WHAT TO PRODUCE. Which lines of the data contain the string "rejected"? Show each of them.

Recorded data.
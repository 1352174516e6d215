//! Structural checks applied to request inputs.
//!
//! All validators are pure. Request assembly runs them in order and stops
//! at the first failure, so nothing is sent for a rejected request.

use super::error::ValidationError;

/// Maximum channel name length (characters)
pub const MAX_CHANNEL_NAME_LENGTH: usize = 200;

/// Maximum event name length (characters)
pub const MAX_EVENT_NAME_LENGTH: usize = 200;

/// Maximum serialized event payload (10 KiB)
pub const MAX_DATA_LENGTH: usize = 10 * 1024;

/// Maximum channels targeted by one trigger
pub const MAX_CHANNELS_PER_TRIGGER: usize = 100;

fn is_channel_char(c: char) -> bool {
    c.is_ascii_alphanumeric() || matches!(c, '_' | '-' | '=' | '@' | ',' | '.' | ';')
}

/// Validate a channel name.
pub fn validate_channel(name: &str) -> Result<(), ValidationError> {
    let length = name.chars().count();
    if length > MAX_CHANNEL_NAME_LENGTH {
        return Err(ValidationError::ChannelNameTooLong {
            length,
            max: MAX_CHANNEL_NAME_LENGTH,
        });
    }

    if name.is_empty() || !name.chars().all(is_channel_char) {
        return Err(ValidationError::InvalidChannelName(name.to_string()));
    }

    Ok(())
}

/// Validate an event name.
pub fn validate_event_name(name: &str) -> Result<(), ValidationError> {
    let length = name.chars().count();
    if length > MAX_EVENT_NAME_LENGTH {
        return Err(ValidationError::EventNameTooLong {
            length,
            max: MAX_EVENT_NAME_LENGTH,
        });
    }
    Ok(())
}

/// Validate the serialized event payload. Measured in bytes.
pub fn validate_data_length(serialized: &str) -> Result<(), ValidationError> {
    if serialized.len() > MAX_DATA_LENGTH {
        return Err(ValidationError::PayloadTooLarge {
            size: serialized.len(),
            max: MAX_DATA_LENGTH,
        });
    }
    Ok(())
}

/// Validate the number of channels in a trigger. Zero channels is also rejected.
pub fn validate_channel_count<S: AsRef<str>>(channels: &[S]) -> Result<(), ValidationError> {
    let count = channels.len();
    if count == 0 || count > MAX_CHANNELS_PER_TRIGGER {
        return Err(ValidationError::TooManyChannels {
            count,
            max: MAX_CHANNELS_PER_TRIGGER,
        });
    }
    Ok(())
}

/// Validate a socket id (`<digits>.<digits>`).
pub fn validate_socket_id(socket_id: &str) -> Result<(), ValidationError> {
    let valid = match socket_id.split_once('.') {
        Some((left, right)) => {
            !left.is_empty()
                && !right.is_empty()
                && left.bytes().all(|b| b.is_ascii_digit())
                && right.bytes().all(|b| b.is_ascii_digit())
        }
        None => false,
    };

    if !valid {
        return Err(ValidationError::InvalidSocketId(socket_id.to_string()));
    }
    Ok(())
}

/// A deferred validation step, bound to its input.
pub type Validator<'a> = Box<dyn Fn() -> Result<(), ValidationError> + 'a>;

/// Run validators in order, returning the first failure.
pub fn run_validators(validators: &[Validator<'_>]) -> Result<(), ValidationError> {
    validators.iter().try_for_each(|validate| validate())
}
//! Private and presence channel authentication tokens.
//!
//! The browser client posts `socket_id` and `channel_name` to the app
//! server, which answers with the JSON produced here. For presence
//! channels the member data is signed together with the socket and
//! channel, and returned verbatim as `channel_data`.

use serde_json::{json, Value};
use tracing::debug;

use crate::crypto;
use crate::domain::config::PusherConfig;

/// Build the string that is signed for a channel subscription.
///
/// `channel_data` must be the exact JSON text that is returned to the
/// client, otherwise the signature will not verify on the other side.
pub fn string_to_sign(socket_id: &str, channel: &str, channel_data: Option<&str>) -> String {
    match channel_data {
        Some(data) => format!("{socket_id}:{channel}:{data}"),
        None => format!("{socket_id}:{channel}"),
    }
}

/// Produce the JSON auth response for `socket_id` subscribing to `channel`.
///
/// Returns `{"auth":"<key>:<signature>"}`, plus `"channel_data"` when
/// `custom_data` is supplied. Inputs are not validated here.
pub fn authenticate(
    config: &PusherConfig,
    channel: &str,
    socket_id: &str,
    custom_data: Option<&Value>,
) -> String {
    // Encoded once; the same text is signed and returned.
    let channel_data = custom_data.map(Value::to_string);

    let to_sign = string_to_sign(socket_id, channel, channel_data.as_deref());
    let signature = crypto::sign(&config.secret, &to_sign);

    debug!(
        channel,
        socket_id,
        presence = channel_data.is_some(),
        "Signed channel subscription"
    );

    let mut response = json!({ "auth": format!("{}:{}", config.key, signature) });
    if let Some(data) = channel_data {
        response["channel_data"] = Value::String(data);
    }
    response.to_string()
}
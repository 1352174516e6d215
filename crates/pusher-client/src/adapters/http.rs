//! `reqwest`-backed implementation of [`HttpTransport`].

use std::time::Duration;

use async_trait::async_trait;
use reqwest::Client;
use tracing::debug;

use crate::domain::error::TransportError;
use crate::ports::{HttpMethod, HttpRequest, HttpResponse, HttpTransport};

/// Connect timeout applied on top of the per-request timeout
const CONNECT_TIMEOUT: Duration = Duration::from_secs(2);

/// HTTP transport over a shared `reqwest::Client`.
#[derive(Debug, Clone)]
pub struct ReqwestTransport {
    client: Client,
}

impl ReqwestTransport {
    /// Build a transport with the given request timeout.
    pub fn new(timeout: Duration) -> Result<Self, TransportError> {
        let client = Client::builder()
            .timeout(timeout)
            .connect_timeout(CONNECT_TIMEOUT.min(timeout))
            .user_agent(concat!("pusher-client-rust/", env!("CARGO_PKG_VERSION")))
            .build()
            .map_err(TransportError::Http)?;

        Ok(Self { client })
    }

    /// Wrap an existing client, e.g. one with a custom proxy setup.
    pub fn with_client(client: Client) -> Self {
        Self { client }
    }
}

#[async_trait]
impl HttpTransport for ReqwestTransport {
    async fn send(&self, request: HttpRequest) -> Result<HttpResponse, TransportError> {
        let builder = match request.method {
            HttpMethod::Get => self.client.get(&request.url),
            HttpMethod::Post => self.client.post(&request.url),
        };

        let mut builder = builder.query(&request.query);
        if let Some(body) = request.body {
            builder = builder
                .header(reqwest::header::CONTENT_TYPE, "application/json")
                .body(body);
        }

        let response = builder.send().await.map_err(|e| {
            if e.is_connect() {
                TransportError::Connection(format!("cannot connect to {}", request.url))
            } else if e.is_builder() {
                TransportError::InvalidUrl(request.url.clone())
            } else {
                TransportError::Http(e)
            }
        })?;

        let status = response.status().as_u16();
        let body = response.text().await?;

        debug!(status, bytes = body.len(), "Received response");

        Ok(HttpResponse { status, body })
    }
}
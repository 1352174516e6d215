//! HMAC-SHA256 signing and constant-time verification.
//!
//! Used for REST request signatures, private/presence channel auth tokens
//! and webhook verification. All signatures are lowercase hex.

use hmac::{Hmac, Mac};
use sha2::Sha256;
use subtle::ConstantTimeEq;

type HmacSha256 = Hmac<Sha256>;

/// Sign `message` with `secret`, returning the lowercase hex digest.
pub fn sign(secret: &str, message: &str) -> String {
    let mut mac =
        HmacSha256::new_from_slice(secret.as_bytes()).expect("HMAC can take key of any size");
    mac.update(message.as_bytes());
    hex::encode(mac.finalize().into_bytes())
}

/// Check that `supplied` is the signature of `message` under `secret`.
pub fn verify(secret: &str, message: &str, supplied: &str) -> bool {
    let expected = sign(secret, message);
    constant_time_compare(&expected, supplied)
}

/// Constant-time string comparison.
///
/// Runtime does not depend on the position of the first differing byte.
/// Inputs of different length are padded with different bytes and the
/// length check is folded in without branching.
pub fn constant_time_compare(a: &str, b: &str) -> bool {
    let max_len = std::cmp::max(a.len(), b.len());

    let mut a_padded = vec![0u8; max_len];
    let mut b_padded = vec![0xFFu8; max_len];

    a_padded[..a.len()].copy_from_slice(a.as_bytes());
    b_padded[..b.len()].copy_from_slice(b.as_bytes());

    let lengths_equal = a.len().ct_eq(&b.len());
    let contents_equal = a_padded.ct_eq(&b_padded);

    (lengths_equal & contents_equal).into()
}

/// Lowercase hex MD5 of a request body (`body_md5` query parameter).
pub fn body_md5(body: &str) -> String {
    format!("{:x}", md5::compute(body.as_bytes()))
}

EXERCISE RESPONSE.
//! at the first failure, so nothing is sent for a rejected request.
/// Validate the number of channels in a trigger. Zero channels is also rejected.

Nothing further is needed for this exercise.